Veröffentlicht von Bertram Boxberg am Mo., 29. Mai. 2017 16:00 Uhr

Die drei Veranstaltungen, mit denen sich die Zwölf-Apostel-Kirchhöfe im Rahmen der Gemeinde-Projekte am Kirchentag beteiligt hatten, waren sehr gut besucht. Es war wichtig, dass mit den beiden Podiumsdisussionen in der Kapelle des Alten Zwölf-Apostel-Kirchhofs auch das Thema "Trauerkultur" auf dem Kirchentag präsent war.

Auf sehr großes Interesse stieß das Podium "Bestattungskulturen der drei Weltreligionen", das gemeinsam mit dem Netzwerk der Religionsgemeinschaften veranstaltet wurde. Jalda Rebling erklärte die Grundzüge der jüdischen Trauerkultur, die erste muslimische Bestatterin in Deutschland, Frau Lawangin, führte in die muslimischen Bestattungsrituale ein und Olaf Hansen sprach als Pfarrer der Königin Lusie-undSilas-Gemeinde. Wie wichtig dieses Thema war, zeigte die anschließende engagierte Diskussion mit dem Publikum.

Einen Tag später ging es bei dem Podium "Grabstein oder Grüne Wiese" um eine Bestandsaufnahme der Bestattungskultur in Deutschland. Auf dem Podium diskutierten mit Susanne Jung, Stephan Hadraschek, Thomas Höhne Bestatter und Frriedhofsverwalter gemeinsam mit Pfarrer Hansen über Friedwälder - Erd und Feuerbestattungen sowie über anonyme Bestattungen. Auch bei dieser Veranstaltung beteiligte sich das Publikum wieder sehr engagiert.
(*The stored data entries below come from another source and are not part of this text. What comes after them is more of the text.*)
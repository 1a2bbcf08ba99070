//! HTTP routing
//!
//! Builds the application router and its middleware stack.

use crate::api;
use crate::error::AppError;
use crate::state::SharedState;
use axum::{
    extract::Request,
    middleware::Next,
    response::Response,
    routing::{get, put},
    Router,
};
use std::time::Instant;
use tower_http::{cors::CorsLayer, trace::TraceLayer};
use tracing::{info, info_span, Instrument};
use uuid::Uuid;

/// Request ID middleware - adds unique ID to each request for tracing
async fn request_id_middleware(request: Request, next: Next) -> Response {
    let request_id = Uuid::new_v4().to_string();
    let method = request.method().clone();
    let uri = request.uri().clone();
    let start = Instant::now();

    let span = info_span!(
        "request",
        request_id = %request_id,
        method = %method,
        uri = %uri,
    );

    let response = next.run(request).instrument(span).await;

    let duration = start.elapsed();
    info!(
        request_id = %request_id,
        method = %method,
        uri = %uri,
        status = %response.status().as_u16(),
        duration_ms = duration.as_millis(),
        "Request completed"
    );

    response
}

async fn route_not_found() -> AppError {
    AppError::RouteNotFound
}

/// Build the application router around the given store
pub fn build_router(state: SharedState) -> Router {
    Router::new()
        .route("/api/health", get(api::docs::health_check))
        .route(api::docs::OPENAPI_PATH, get(api::docs::openapi_spec))
        // Post API
        .route(
            "/api/posts",
            get(api::posts::list_posts).post(api::posts::create_post),
        )
        .route("/api/posts/search", get(api::posts::search_posts))
        .route(
            "/api/posts/:id",
            put(api::posts::update_post).delete(api::posts::delete_post),
        )
        .fallback(route_not_found)
        // Middleware (order matters - request_id should be first)
        .layer(axum::middleware::from_fn(request_id_middleware))
        .layer(
            TraceLayer::new_for_http().make_span_with(|request: &axum::http::Request<_>| {
                tracing::info_span!(
                    "http_request",
                    method = %request.method(),
                    uri = %request.uri(),
                )
            }),
        )
        .layer(CorsLayer::permissive())
        .with_state(state)
}
//! Request extractors
//!
//! Wrappers around axum's `Json`, `Query` and `Path` extractors that reject
//! with `AppError`, so malformed requests get the same JSON error body as
//! every other failure.

use crate::error::AppError;
use crate::state::PostId;
use axum::{
    async_trait,
    extract::{FromRequest, FromRequestParts, Path, Query, Request},
    http::request::Parts,
    Json,
};
use serde::de::DeserializeOwned;

/// JSON request body decoded into `T`
#[derive(Debug)]
pub struct JsonBody<T>(pub T);

#[async_trait]
impl<T, S> FromRequest<S> for JsonBody<T>
where
    T: DeserializeOwned,
    S: Send + Sync,
{
    type Rejection = AppError;

    async fn from_request(req: Request, state: &S) -> Result<Self, Self::Rejection> {
        let Json(value) = Json::<T>::from_request(req, state)
            .await
            .map_err(|rejection| AppError::InvalidRequest(rejection.body_text()))?;
        Ok(Self(value))
    }
}

/// Query string decoded into `T`
#[derive(Debug)]
pub struct QueryParams<T>(pub T);

#[async_trait]
impl<T, S> FromRequestParts<S> for QueryParams<T>
where
    T: DeserializeOwned,
    S: Send + Sync,
{
    type Rejection = AppError;

    async fn from_request_parts(parts: &mut Parts, state: &S) -> Result<Self, Self::Rejection> {
        let Query(value) = Query::<T>::from_request_parts(parts, state)
            .await
            .map_err(|rejection| AppError::InvalidRequest(rejection.body_text()))?;
        Ok(Self(value))
    }
}

/// Post id taken from the `:id` path segment
///
/// Anything that is not a non-negative integer does not name a post route,
/// so it is reported as an unknown route rather than a bad request.
#[derive(Debug, Clone, Copy)]
pub struct PostIdPath(pub PostId);

#[async_trait]
impl<S> FromRequestParts<S> for PostIdPath
where
    S: Send + Sync,
{
    type Rejection = AppError;

    async fn from_request_parts(parts: &mut Parts, state: &S) -> Result<Self, Self::Rejection> {
        let Path(id) = Path::<PostId>::from_request_parts(parts, state)
            .await
            .map_err(|rejection| {
                tracing::debug!(error = %rejection.body_text(), "Unparsable post id");
                AppError::RouteNotFound
            })?;
        Ok(Self(id))
    }
}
Am letzten Tag des Kirchentages führten die Autoren Sibylle Nägele und Joy Markert sehr sachkundig über den Alten St.-Matthäus-Kirchhof. Es gab Menschen, die alle drei Veranstaltungen unserer Kirchhöfe besuchten, was im Angesicht des umfangreichen Kirchentagsprogramms sehr beachtlich ist.